Who is the data scientist? A data-based answer

מאת Omri Goldstein, 9 בנובמבר 2021

הצטרפו לערוץ היוטיוב שלנו!

כל הסרטונים מארועי הקהילה

Each year, the MDLI (Machine Learning & Deep Learning Israel) community asks its members to complete a survey that helps us better understand the AI and ML industry in Israel. The results of the survey were used to create a few reports – a salary analysis and a behind-the-scenes look at how our salary calculator works. This third installment will address one of the burning questions in the field: Who is a data scientist, and what does he/she do?

This is a translation of the original post in Hebrew. The original version was written by Omri Goldstein.


It’s very common to see Venn Diagrams describing the data scientist as both a programmer, a statistician, and maybe even a detective or a philosopher. I don’t find those descriptions very helpful to understand the typical workday of a data scientist. That’s why I’ll try to answer the question from a more quantitative perspective, using the results of our community survey.

This report is going to be filled with detailed visualizations so I’ll start with a tl;dr – a table that summarizes the common data-oriented positions in the industry (with some of my own interpretations):

What are the everyday responsibilities?

This year we added a new question to the survey: What are the everyday responsibilities in your position?

If we segment the answers by position, we can get some interesting insights. I’ll focus on a few specific comparisons.

First, let’s look at two positions that are commonly confused with one another: data scientist and data analyst.

We can see that the most common responsibilities for data analysts are creating visualizations of the data (88%), creating dashboards (84%), and defining business KPIs (76%). For data scientists however, the main responsibilities are training models (86%), feature engineering (71%), creating visualizations (56%) and everything revolving around the implementation and deployment of ML models and infrastructure (a little over 50% for both). The main component of a data scientist’s job is definitely training models. But there is some overlap and a possible “transition route” between the positions, as many data scientists work on creating dashboards and analyses.

It’s interesting that about half of the data scientists deal with what is somewhat considered the dirtier aspect of the job – writing code for production or building the infrastructure for data collection. It seems that there are two competing approaches when it comes to the responsibilities of the data scientist – whether the role begins with a CSV file and a DB and ends with a trained model, and whether it continues further to the infrastructure. There isn’t a single conclusion in our data, and I’m sure the question will raise an interesting discussion for many.

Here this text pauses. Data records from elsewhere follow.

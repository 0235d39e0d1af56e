//! Migration registry: the static, ordered catalog of migration units.
//!
//! Units are sorted by identifier at construction, so the order in which they
//! are declared never affects the order in which they run.

use dashstore_core::error::{DashStoreError, Result};
use dashstore_core::migration::{Migration, MigrationId};
use std::sync::Arc;

/// A unit together with its parsed identifier.
#[derive(Clone)]
pub struct RegisteredMigration {
    pub id: MigrationId,
    pub migration: Arc<dyn Migration>,
}

impl RegisteredMigration {
    pub fn description(&self) -> &str {
        self.migration.description()
    }
}

impl std::fmt::Debug for RegisteredMigration {
    fn fmt(&self, f: &mut std::fmt::Formatter<'_>) -> std::fmt::Result {
        f.debug_struct("RegisteredMigration")
            .field("id", &self.id.to_string())
            .field("description", &self.description())
            .finish()
    }
}

/// Ordered collection of migration units keyed by [`MigrationId`].
///
/// # Example
///
/// ```ignore
/// let registry = MigrationRegistry::new(vec![
///     Arc::new(RenameSnakeCaseKeys),
///     Arc::new(ConsolidateSelectedCustomItemKeys),
/// ])?;
///
/// // Everything after the recorded marker, oldest first
/// for pending in registry.pending(marker.as_ref()) { ... }
/// ```
#[derive(Debug, Clone, Default)]
pub struct MigrationRegistry {
    /// Ascending by identifier.
    migrations: Vec<RegisteredMigration>,
}

impl MigrationRegistry {
    /// Builds a registry from units in any order.
    ///
    /// # Errors
    ///
    /// - `InvalidIdentifier` if a unit's id is not `YYYYMMDDHHMMSS-<suffix>`
    /// - `DuplicateMigration` if two units share an identifier
    pub fn new(migrations: Vec<Arc<dyn Migration>>) -> Result<Self> {
        let mut migrations = migrations
            .into_iter()
            .map(|migration| {
                Ok(RegisteredMigration {
                    id: MigrationId::parse(migration.id())?,
                    migration,
                })
            })
            .collect::<Result<Vec<_>>>()?;

        migrations.sort_by(|a, b| a.id.cmp(&b.id));

        if let Some(pair) = migrations.windows(2).find(|pair| pair[0].id == pair[1].id) {
            return Err(DashStoreError::DuplicateMigration(pair[0].id.to_string()));
        }

        Ok(Self { migrations })
    }

    /// Creates a registry with no units.
    pub fn empty() -> Self {
        Self::default()
    }

    /// Returns every unit with an identifier strictly greater than `since`,
    /// ascending. `None` means nothing has been applied yet.
    pub fn pending(&self, since: Option<&MigrationId>) -> &[RegisteredMigration] {
        let start = match since {
            Some(since) => self.migrations.partition_point(|m| &m.id <= since),
            None => 0,
        };

        &self.migrations[start..]
    }

    /// Iterates over all units, ascending by identifier.
    pub fn iter(&self) -> impl Iterator<Item = &RegisteredMigration> {
        self.migrations.iter()
    }

    /// Returns the identifier of the newest unit, if any.
    pub fn latest(&self) -> Option<&MigrationId> {
        self.migrations.last().map(|m| &m.id)
    }

    pub fn contains(&self, id: &MigrationId) -> bool {
        self.migrations
            .binary_search_by(|candidate| candidate.id.cmp(id))
            .is_ok()
    }

    /// Returns true if no migrations are registered.
    pub fn is_empty(&self) -> bool {
        self.migrations.is_empty()
    }

    /// Returns the number of registered migrations.
    pub fn len(&self) -> usize {
        self.migrations.len()
    }
}
//! Error types for dashstore.

use serde::{Deserialize, Serialize};
use thiserror::Error;

/// A shared error type for the storage and migration layers.
///
/// This provides typed, structured error variants with automatic conversion
/// from common error types via the `From` trait.
#[derive(Error, Debug, Clone, PartialEq, Eq, Serialize, Deserialize)]
pub enum DashStoreError {
    /// The persistence medium cannot be read or written
    #[error("Storage unavailable: {message}")]
    StorageUnavailable { message: String },

    /// A migration unit failed while running
    #[error("Migration '{id}' failed: {message}")]
    MigrationFailed { id: String, message: String },

    /// A string is not a well-formed migration identifier
    #[error("Invalid migration identifier: '{0}'")]
    InvalidIdentifier(String),

    /// Two units were registered under the same identifier
    #[error("Duplicate migration identifier: '{0}'")]
    DuplicateMigration(String),

    /// The migration marker changed underneath a running pass
    #[error("Migration marker changed concurrently: expected {expected:?}, found {found:?}")]
    MarkerConflict {
        expected: Option<String>,
        found: Option<String>,
    },

    /// Serialization/deserialization error
    #[error("Serialization error: {format} - {message}")]
    Serialization {
        format: String, // "TOML", "JSON", etc.
        message: String,
    },

    /// Configuration error
    #[error("Configuration error: {0}")]
    Config(String),
}

impl DashStoreError {
    // ============================================================================
    // Constructor helpers
    // ============================================================================

    /// Creates a StorageUnavailable error
    pub fn storage_unavailable(message: impl Into<String>) -> Self {
        Self::StorageUnavailable {
            message: message.into(),
        }
    }

    /// Creates a MigrationFailed error
    pub fn migration_failed(id: impl Into<String>, message: impl Into<String>) -> Self {
        Self::MigrationFailed {
            id: id.into(),
            message: message.into(),
        }
    }

    /// Creates a Config error
    pub fn config(message: impl Into<String>) -> Self {
        Self::Config(message.into())
    }

    // ============================================================================
    // Type checking methods
    // ============================================================================

    /// Check if this is a StorageUnavailable error
    pub fn is_storage_unavailable(&self) -> bool {
        matches!(self, Self::StorageUnavailable { .. })
    }

    /// Check if this is a MigrationFailed error
    pub fn is_migration_failed(&self) -> bool {
        matches!(self, Self::MigrationFailed { .. })
    }

    /// Check if this is a MarkerConflict error
    pub fn is_marker_conflict(&self) -> bool {
        matches!(self, Self::MarkerConflict { .. })
    }

    /// Check if this is a config error
    pub fn is_config(&self) -> bool {
        matches!(self, Self::Config(_))
    }
}

// ============================================================================
// From implementations for automatic conversion
// ============================================================================

impl From<std::io::Error> for DashStoreError {
    fn from(err: std::io::Error) -> Self {
        Self::StorageUnavailable {
            message: format!("{} (kind: {:?})", err, err.kind()),
        }
    }
}

impl From<serde_json::Error> for DashStoreError {
    fn from(err: serde_json::Error) -> Self {
        Self::Serialization {
            format: "JSON".to_string(),
            message: err.to_string(),
        }
    }
}

impl From<toml::de::Error> for DashStoreError {
    fn from(err: toml::de::Error) -> Self {
        Self::Serialization {
            format: "TOML".to_string(),
            message: err.to_string(),
        }
    }
}

/// A type alias for `Result<T, DashStoreError>`.
pub type Result<T> = std::result::Result<T, DashStoreError>;
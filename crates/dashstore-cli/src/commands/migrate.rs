use super::Context;
use anyhow::Result;

pub fn run(context: &Context) -> Result<()> {
    let mut store = context.open_store()?;
    let mut runner = context.runner()?;

    let report = runner.run(&mut store)?;

    if report.is_noop() {
        println!("✅ Store is up to date");
        return Ok(());
    }

    for id in &report.applied {
        println!("  ✓ {}", id);
    }
    println!(
        "✅ Applied {} migration(s) to {}",
        report.applied.len(),
        context.store_path.display()
    );

    Ok(())
}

According to our survey, there isn’t a lot of difference between a data scientist who works in a startup and one who works in a corporation. The big difference is that 60% of startup data scientists build infrastructure, where only 45% of corporation data scientists do that. This finding makes sense – in a small startup, data scientists typically handle  a broader role that bears more technical responsibilities. Yet, overall, it is a very small difference.

Another interesting comparison is between data scientists, algorithm developers and researchers in the private sector. Here, again the line between the roles isn’t always clear. For example, many job posts online mention similar requirements for those three different positions (perhaps with the exception of education, as sometimes researchers need to have a Ph.D. to apply). This graph presents the differences when it comes to the responsibilities of each position:

There is a significant similarity. The most notable difference is developing novel algorithms that can't be taken off the shelf or from open-source libraries – 81% of researchers and 61% of algorithm developers mentioned this as a significant part of their day, where only 32% of data scientists said the same.

On the other hand, most of the responsibilities of a data scientist include creating dashboards, analyzing the data, and visualizing it. The data scientist role can be seen as a middle ground between data analysts, researchers, and algorithm developers.

Researchers and algorithm developers differ most in their responsibilities regarding infrastructure, though that difference is not significant. Only 26% of researchers create ML infrastructure, compared to 46% of algorithm developers. 39% of algorithm developers deploy their models in production compared to 28% of researchers. 15% of algorithm developers create general infrastructure, whereas only 7% of researchers do this.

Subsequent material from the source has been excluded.